--- AVAILABLE DATA ---

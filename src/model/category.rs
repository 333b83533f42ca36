//! Card categories and the label/token mapping the catalog site uses

use serde::{Serialize, Serializer};
use std::fmt;

/// The kind of card a record describes
#[derive(Debug, Clone, Copy, PartialEq, Eq, Hash)]
pub enum Category {
    Pokemon,
    Goods,
    Tool,
    Supporter,
    Stadium,
    Energy,
    /// No category could be recovered from the page
    Unknown,
}

impl Category {
    /// The six categories a card can actually belong to
    pub const ALL: [Category; 6] = [
        Self::Pokemon,
        Self::Goods,
        Self::Tool,
        Self::Supporter,
        Self::Stadium,
        Self::Energy,
    ];

    /// Human-readable label, also used for serialization
    pub fn label(&self) -> &'static str {
        match self {
            Self::Pokemon => "Pokémon",
            Self::Goods => "Goods",
            Self::Tool => "Tool",
            Self::Supporter => "Supporter",
            Self::Stadium => "Stadium",
            Self::Energy => "Energy",
            Self::Unknown => "unknown",
        }
    }

    /// The label the catalog site itself prints
    pub fn site_label(&self) -> Option<&'static str> {
        match self {
            Self::Pokemon => Some("ポケモン"),
            Self::Goods => Some("グッズ"),
            Self::Tool => Some("ポケモンのどうぐ"),
            Self::Supporter => Some("サポート"),
            Self::Stadium => Some("スタジアム"),
            Self::Energy => Some("エネルギー"),
            Self::Unknown => None,
        }
    }

    /// Token the site's search form expects for this category
    pub fn site_token(&self) -> Option<&'static str> {
        match self {
            Self::Pokemon => Some("pokemon"),
            Self::Goods => Some("goods"),
            Self::Tool => Some("tool"),
            Self::Supporter => Some("support"),
            Self::Stadium => Some("stadium"),
            Self::Energy => Some("energy"),
            Self::Unknown => None,
        }
    }

    /// Parses a category from any of its labels or its site token
    ///
    /// Matching ignores surrounding whitespace and ASCII case. Returns `None`
    /// for text that names no known category.
    pub fn from_label(text: &str) -> Option<Self> {
        let text = text.trim();
        if text.is_empty() {
            return None;
        }

        Self::ALL.into_iter().find(|category| {
            category.label().eq_ignore_ascii_case(text)
                || category.site_label() == Some(text)
                || category
                    .site_token()
                    .is_some_and(|token| token.eq_ignore_ascii_case(text))
        })
        .or_else(|| {
            // "Pokemon" without the accent
            text.eq_ignore_ascii_case("pokemon").then_some(Self::Pokemon)
        })
    }

    /// Like [`Category::from_label`], with unrecognized text mapped to `Unknown`
    pub fn from_label_or_unknown(text: &str) -> Self {
        Self::from_label(text).unwrap_or(Self::Unknown)
    }

    pub fn is_known(&self) -> bool {
        !matches!(self, Self::Unknown)
    }
}

/// Maps a caller-supplied category name to the site's search token
///
/// Names that match no category are passed through unchanged.
pub fn search_token(name: &str) -> &str {
    Category::from_label(name)
        .and_then(|c| c.site_token())
        .unwrap_or(name)
}

impl fmt::Display for Category {
    fn fmt(&self, f: &mut fmt::Formatter<'_>) -> fmt::Result {
        f.write_str(self.label())
    }
}

impl Serialize for Category {
    fn serialize<S: Serializer>(&self, serializer: S) -> Result<S::Ok, S::Error> {
        serializer.serialize_str(self.label())
    }
}
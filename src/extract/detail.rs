//! Card detail extraction
//!
//! The detail page is parsed once; independent sub-extractors (moves, basic
//! attributes, defense row, set info) each read the same document and their
//! results are merged into one [`CardDetail`]. None of them fail: anything
//! the page does not show is left empty.

use crate::config::SiteConfig;
use crate::extract::attributes::{extract_basic, extract_defense, extract_set_info};
use crate::extract::document::{element_text, PageDocument};
use crate::extract::moves::extract_moves;
use crate::extract::selector::{Locator, Match, SelectorResolver};
use crate::extract::state::StateField;
use crate::model::{base_name, CardDetail, CardId, Category, CategorySource};

const CATEGORY: &[&str] = &[".category", ".card-type", ".card-category"];

/// Builds the detail record for `card_id` from its parsed page
pub fn extract_detail(
    doc: &PageDocument,
    card_id: &CardId,
    detail_url: String,
    site: &SiteConfig,
) -> CardDetail {
    let moves = extract_moves(doc);
    let basic = extract_basic(doc);
    let defense = extract_defense(doc);
    let set = extract_set_info(doc);

    let full_name = full_name(doc);
    let (category, category_source) = match page_category(doc) {
        Some(category) => (category, CategorySource::Page),
        None if basic.hp.is_some() || !moves.is_empty() => {
            (Category::Pokemon, CategorySource::Inferred)
        }
        None => (Category::Unknown, CategorySource::Inferred),
    };
    tracing::debug!(
        "Card {} category {} ({:?})",
        card_id,
        category,
        category_source
    );

    CardDetail {
        card_id: card_id.clone(),
        name: base_name(&full_name).to_string(),
        image_url: image_url(doc, card_id, site),
        full_name,
        category,
        category_source,
        detail_url,
        card_type: basic.card_type,
        hp: basic.hp,
        evolution_stage: basic.evolution_stage,
        weakness: defense.weakness,
        resistance: defense.resistance,
        retreat_cost: defense.retreat_cost,
        set_name: set.set_name,
        set_code: set.set_code,
        card_number: set.card_number,
        rarity: set.rarity,
        moves,
    }
}

/// `h1`, then `.card-name`, then the leading segment of the page title
fn full_name(doc: &PageDocument) -> String {
    SelectorResolver::new(doc)
        .resolve_text(&[Locator::Css("h1"), Locator::Css(".card-name")])
        .unwrap_or_else(|| {
            doc.title()
                .split(['|', '｜'])
                .next()
                .unwrap_or_default()
                .trim()
                .to_string()
        })
}

fn image_url(doc: &PageDocument, card_id: &CardId, site: &SiteConfig) -> Option<String> {
    let resolved = SelectorResolver::new(doc).resolve_first(&[
        Locator::State {
            field: StateField::Picture,
            card_id: card_id.as_str(),
        },
        Locator::Css("img.fit"),
        Locator::Css(".card-image img"),
        Locator::Css("img[src*='card_images']"),
    ])?;

    let src = match resolved.matched {
        Match::State(path) => path,
        Match::Element(img) => img.value().attr("src")?,
        Match::Text(_) => return None,
    };
    site.absolute_url(src)
}

/// A category shown on the page: a dedicated element, or a section heading
/// that is exactly a category label
fn page_category(doc: &PageDocument) -> Option<Category> {
    let from_element = SelectorResolver::new(doc)
        .first_css(CATEGORY)
        .and_then(|(_, el)| Category::from_label(&element_text(el)))
        .filter(Category::is_known);

    from_element.or_else(|| {
        doc.select_all("h2")
            .into_iter()
            .find_map(|h2| Category::from_label(&element_text(h2)).filter(Category::is_known))
    })
}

---

WHAT TO DO → Select the lines in this material that hold the word "Stadium", leaving none out.

WRITTEN ANSWER →
    Stadium,
        Self::Stadium,
            Self::Stadium => "Stadium",
            Self::Stadium => Some("スタジアム"),
            Self::Stadium => Some("stadium"),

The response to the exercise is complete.